Activity:
All of the data needs to come back exactly as written.

(Collected data entries)
▬▬▬▬▬▬

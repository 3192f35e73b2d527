// This Source Code Form is subject to the terms of the Mozilla Public
// License, v. 2.0. If a copy of the MPL was not distributed with this
// file, You can obtain one at https://mozilla.org/MPL/2.0/.

//! Graph edges and the duplicate-aware edge list.

use geo_lite_core::{CoordKey, Coordinate, Dimension, Envelope, IntersectionMatrix, LineIntersector};
use rustc_hash::FxHashMap;

use crate::depth::Depth;
use crate::edge_intersection::EdgeIntersectionList;
use crate::label::Label;
use crate::position::Position;

/// A noded linear piece of an input geometry.
#[derive(Debug, Clone)]
pub struct Edge {
    pts: Vec<Coordinate>,
    env: Envelope,
    pub label: Label,
    pub depth: Depth,
    isolated: bool,
    in_result: bool,
    covered: bool,
    covered_set: bool,
    pub ei_list: EdgeIntersectionList,
}

impl Edge {
    pub fn new(pts: Vec<Coordinate>, label: Label) -> Self {
        let env = Envelope::from_coords(&pts);
        Self {
            pts,
            env,
            label,
            depth: Depth::new(),
            isolated: true,
            in_result: false,
            covered: false,
            covered_set: false,
            ei_list: EdgeIntersectionList::new(),
        }
    }

    pub fn coordinates(&self) -> &[Coordinate] {
        &self.pts
    }

    pub fn coordinate(&self, i: usize) -> Coordinate {
        self.pts[i]
    }

    /// First vertex; used as a representative point.
    pub fn first_coordinate(&self) -> Coordinate {
        self.pts[0]
    }

    pub fn num_points(&self) -> usize {
        self.pts.len()
    }

    pub fn envelope(&self) -> &Envelope {
        &self.env
    }

    pub fn is_closed(&self) -> bool {
        self.pts[0].equals_2d(&self.pts[self.pts.len() - 1])
    }

    /// An area edge that doubles back on itself (`a b a`).
    pub fn is_collapsed(&self) -> bool {
        self.label.is_area() && self.pts.len() == 3 && self.pts[0].equals_2d(&self.pts[2])
    }

    /// The line edge replacing a collapsed area edge.
    pub fn collapsed_edge(&self) -> Edge {
        Edge::new(vec![self.pts[0], self.pts[1]], Label::to_line_label(&self.label))
    }

    /// An edge is isolated while no intersection with the other geometry has
    /// been found.
    pub fn is_isolated(&self) -> bool {
        self.isolated
    }

    pub fn set_isolated(&mut self, isolated: bool) {
        self.isolated = isolated;
    }

    pub fn is_in_result(&self) -> bool {
        self.in_result
    }

    pub fn set_in_result(&mut self, in_result: bool) {
        self.in_result = in_result;
    }

    pub fn is_covered(&self) -> bool {
        self.covered
    }

    pub fn is_covered_set(&self) -> bool {
        self.covered_set
    }

    pub fn set_covered(&mut self, covered: bool) {
        self.covered = covered;
        self.covered_set = true;
    }

    /// Records every intersection currently held by `li` on segment
    /// `segment_index`, as input line `geom_index` of the intersector.
    pub fn add_intersections(&mut self, li: &LineIntersector, segment_index: usize, geom_index: usize) {
        for i in 0..li.intersection_num() {
            self.add_intersection(li, segment_index, geom_index, i);
        }
    }

    pub fn add_intersection(&mut self, li: &LineIntersector, segment_index: usize, geom_index: usize, int_index: usize) {
        let (seg, dist, pt) = self.normalized_intersection(li, segment_index, geom_index, int_index);
        self.ei_list.add(pt, seg, dist);
    }

    /// Segment index and distance for an intersection. A point equal to the
    /// end of its segment is attributed to the start of the next one.
    pub fn normalized_intersection(
        &self,
        li: &LineIntersector,
        segment_index: usize,
        geom_index: usize,
        int_index: usize,
    ) -> (usize, f64, Coordinate) {
        let int_pt = li.intersection(int_index);
        let mut seg = segment_index;
        let mut dist = li.edge_distance(geom_index, int_index);
        let next = seg + 1;
        if next < self.pts.len() && int_pt.equals_2d(&self.pts[next]) {
            seg = next;
            dist = 0.0;
        }
        (seg, dist, int_pt)
    }

    /// Splits this edge at its recorded intersections.
    pub fn split_edges(&mut self) -> Vec<Edge> {
        self.ei_list.split_edges(&self.pts, &self.label)
    }

    /// Same vertices in the same order.
    pub fn is_pointwise_equal(&self, other: &Edge) -> bool {
        self.pts.len() == other.pts.len() && self.pts.iter().zip(&other.pts).all(|(a, b)| a.equals_2d(b))
    }
}

/// Contributes an edge label to an intersection matrix.
pub fn update_im(label: &Label, im: &mut IntersectionMatrix) {
    im.set_at_least_if_valid(label.location_on(0), label.location_on(1), Dimension::Line);
    if label.is_area() {
        for pos in [Position::Left, Position::Right] {
            im.set_at_least_if_valid(label.location(0, pos), label.location(1, pos), Dimension::Area);
        }
    }
}

/// Orientation-independent key of an edge's vertex sequence.
///
/// The sequence is read in whichever direction is lexicographically smaller
/// at the first differing vertex pair, so an edge and its reverse share a
/// key.
fn oriented_key(pts: &[Coordinate]) -> Vec<CoordKey> {
    let n = pts.len();
    let mut forward = true;
    for i in 0..n / 2 {
        let j = n - 1 - i;
        match pts[i].compare(&pts[j]) {
            std::cmp::Ordering::Less => break,
            std::cmp::Ordering::Greater => {
                forward = false;
                break;
            }
            std::cmp::Ordering::Equal => {}
        }
    }
    if forward {
        pts.iter().map(Coordinate::key).collect()
    } else {
        pts.iter().rev().map(Coordinate::key).collect()
    }
}

/// Edges in insertion order with an index for finding coincident edges.
#[derive(Debug, Default)]
pub struct EdgeList {
    edges: Vec<Edge>,
    index: FxHashMap<Vec<CoordKey>, usize>,
}

impl EdgeList {
    pub fn new() -> Self {
        Self::default()
    }

    pub fn add(&mut self, edge: Edge) {
        self.index.insert(oriented_key(edge.coordinates()), self.edges.len());
        self.edges.push(edge);
    }

    /// Index of an edge with the same vertices in either direction.
    pub fn find_equal_edge(&self, edge: &Edge) -> Option<usize> {
        self.index.get(&oriented_key(edge.coordinates())).copied()
    }

    pub fn get(&self, i: usize) -> &Edge {
        &self.edges[i]
    }

    pub fn get_mut(&mut self, i: usize) -> &mut Edge {
        &mut self.edges[i]
    }

    pub fn len(&self) -> usize {
        self.edges.len()
    }

    pub fn is_empty(&self) -> bool {
        self.edges.is_empty()
    }

    pub fn iter(&self) -> std::slice::Iter<'_, Edge> {
        self.edges.iter()
    }

    pub fn iter_mut(&mut self) -> std::slice::IterMut<'_, Edge> {
        self.edges.iter_mut()
    }

    pub fn edges(&self) -> &[Edge] {
        &self.edges
    }

    /// Releases the edges. The lookup index is discarded.
    pub fn into_edges(self) -> Vec<Edge> {
        self.edges
    }
}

▬▬▬▬▬▬

Solution to this exercise:
repository 3192f35e73b2d527
// This Source Code Form is subject to the terms of the Mozilla Public
// License, v. 2.0. If a copy of the MPL was not distributed with this
// file, You can obtain one at https://mozilla.org/MPL/2.0/.

//! Graph edges and the duplicate-aware edge list.

use geo_lite_core::{CoordKey, Coordinate, Dimension, Envelope, IntersectionMatrix, LineIntersector};
use rustc_hash::FxHashMap;

use crate::depth::Depth;
use crate::edge_intersection::EdgeIntersectionList;
use crate::label::Label;
use crate::position::Position;

/// A noded linear piece of an input geometry.
#[derive(Debug, Clone)]
pub struct Edge {
    pts: Vec<Coordinate>,
    env: Envelope,
    pub label: Label,
    pub depth: Depth,
    isolated: bool,
    in_result: bool,
    covered: bool,
    covered_set: bool,
    pub ei_list: EdgeIntersectionList,
}

impl Edge {
    pub fn new(pts: Vec<Coordinate>, label: Label) -> Self {
        let env = Envelope::from_coords(&pts);
        Self {
            pts,
            env,
            label,
            depth: Depth::new(),
            isolated: true,
            in_result: false,
            covered: false,
            covered_set: false,
            ei_list: EdgeIntersectionList::new(),
        }
    }

    pub fn coordinates(&self) -> &[Coordinate] {
        &self.pts
    }

    pub fn coordinate(&self, i: usize) -> Coordinate {
        self.pts[i]
    }

    /// First vertex; used as a representative point.
    pub fn first_coordinate(&self) -> Coordinate {
        self.pts[0]
    }

    pub fn num_points(&self) -> usize {
        self.pts.len()
    }

    pub fn envelope(&self) -> &Envelope {
        &self.env
    }

    pub fn is_closed(&self) -> bool {
        self.pts[0].equals_2d(&self.pts[self.pts.len() - 1])
    }

    /// An area edge that doubles back on itself (`a b a`).
    pub fn is_collapsed(&self) -> bool {
        self.label.is_area() && self.pts.len() == 3 && self.pts[0].equals_2d(&self.pts[2])
    }

    /// The line edge replacing a collapsed area edge.
    pub fn collapsed_edge(&self) -> Edge {
        Edge::new(vec![self.pts[0], self.pts[1]], Label::to_line_label(&self.label))
    }

    /// An edge is isolated while no intersection with the other geometry has
    /// been found.
    pub fn is_isolated(&self) -> bool {
        self.isolated
    }

    pub fn set_isolated(&mut self, isolated: bool) {
        self.isolated = isolated;
    }

    pub fn is_in_result(&self) -> bool {
        self.in_result
    }

    pub fn set_in_result(&mut self, in_result: bool) {
        self.in_result = in_result;
    }

    pub fn is_covered(&self) -> bool {
        self.covered
    }

    pub fn is_covered_set(&self) -> bool {
        self.covered_set
    }

    pub fn set_covered(&mut self, covered: bool) {
        self.covered = covered;
        self.covered_set = true;
    }

    /// Records every intersection currently held by `li` on segment
    /// `segment_index`, as input line `geom_index` of the intersector.
    pub fn add_intersections(&mut self, li: &LineIntersector, segment_index: usize, geom_index: usize) {
        for i in 0..li.intersection_num() {
            self.add_intersection(li, segment_index, geom_index, i);
        }
    }

    pub fn add_intersection(&mut self, li: &LineIntersector, segment_index: usize, geom_index: usize, int_index: usize) {
        let (seg, dist, pt) = self.normalized_intersection(li, segment_index, geom_index, int_index);
        self.ei_list.add(pt, seg, dist);
    }

    /// Segment index and distance for an intersection. A point equal to the
    /// end of its segment is attributed to the start of the next one.
    pub fn normalized_intersection(
        &self,
        li: &LineIntersector,
        segment_index: usize,
        geom_index: usize,
        int_index: usize,
    ) -> (usize, f64, Coordinate) {
        let int_pt = li.intersection(int_index);
        let mut seg = segment_index;
        let mut dist = li.edge_distance(geom_index, int_index);
        let next = seg + 1;
        if next < self.pts.len() && int_pt.equals_2d(&self.pts[next]) {
            seg = next;
            dist = 0.0;
        }
        (seg, dist, int_pt)
    }

    /// Splits this edge at its recorded intersections.
    pub fn split_edges(&mut self) -> Vec<Edge> {
        self.ei_list.split_edges(&self.pts, &self.label)
    }

    /// Same vertices in the same order.
    pub fn is_pointwise_equal(&self, other: &Edge) -> bool {
        self.pts.len() == other.pts.len() && self.pts.iter().zip(&other.pts).all(|(a, b)| a.equals_2d(b))
    }
}

/// Contributes an edge label to an intersection matrix.
pub fn update_im(label: &Label, im: &mut IntersectionMatrix) {
    im.set_at_least_if_valid(label.location_on(0), label.location_on(1), Dimension::Line);
    if label.is_area() {
        for pos in [Position::Left, Position::Right] {
            im.set_at_least_if_valid(label.location(0, pos), label.location(1, pos), Dimension::Area);
        }
    }
}

/// Orientation-independent key of an edge's vertex sequence.
///
/// The sequence is read in whichever direction is lexicographically smaller
/// at the first differing vertex pair, so an edge and its reverse share a
/// key.
fn oriented_key(pts: &[Coordinate]) -> Vec<CoordKey> {
    let n = pts.len();
    let mut forward = true;
    for i in 0..n / 2 {
        let j = n - 1 - i;
        match pts[i].compare(&pts[j]) {
            std::cmp::Ordering::Less => break,
            std::cmp::Ordering::Greater => {
                forward = false;
                break;
            }
            std::cmp::Ordering::Equal => {}
        }
    }
    if forward {
        pts.iter().map(Coordinate::key).collect()
    } else {
        pts.iter().rev().map(Coordinate::key).collect()
    }
}

/// Edges in insertion order with an index for finding coincident edges.
#[derive(Debug, Default)]
pub struct EdgeList {
    edges: Vec<Edge>,
    index: FxHashMap<Vec<CoordKey>, usize>,
}

impl EdgeList {
    pub fn new() -> Self {
        Self::default()
    }

    pub fn add(&mut self, edge: Edge) {
        self.index.insert(oriented_key(edge.coordinates()), self.edges.len());
        self.edges.push(edge);
    }

    /// Index of an edge with the same vertices in either direction.
    pub fn find_equal_edge(&self, edge: &Edge) -> Option<usize> {
        self.index.get(&oriented_key(edge.coordinates())).copied()
    }

    pub fn get(&self, i: usize) -> &Edge {
        &self.edges[i]
    }

    pub fn get_mut(&mut self, i: usize) -> &mut Edge {
        &mut self.edges[i]
    }

    pub fn len(&self) -> usize {
        self.edges.len()
    }

    pub fn is_empty(&self) -> bool {
        self.edges.is_empty()
    }

    pub fn iter(&self) -> std::slice::Iter<'_, Edge> {
        self.edges.iter()
    }

    pub fn iter_mut(&mut self) -> std::slice::IterMut<'_, Edge> {
        self.edges.iter_mut()
    }

    pub fn edges(&self) -> &[Edge] {
        &self.edges
    }

    /// Releases the edges. The lookup index is discarded.
    pub fn into_edges(self) -> Vec<Edge> {
        self.edges
    }
}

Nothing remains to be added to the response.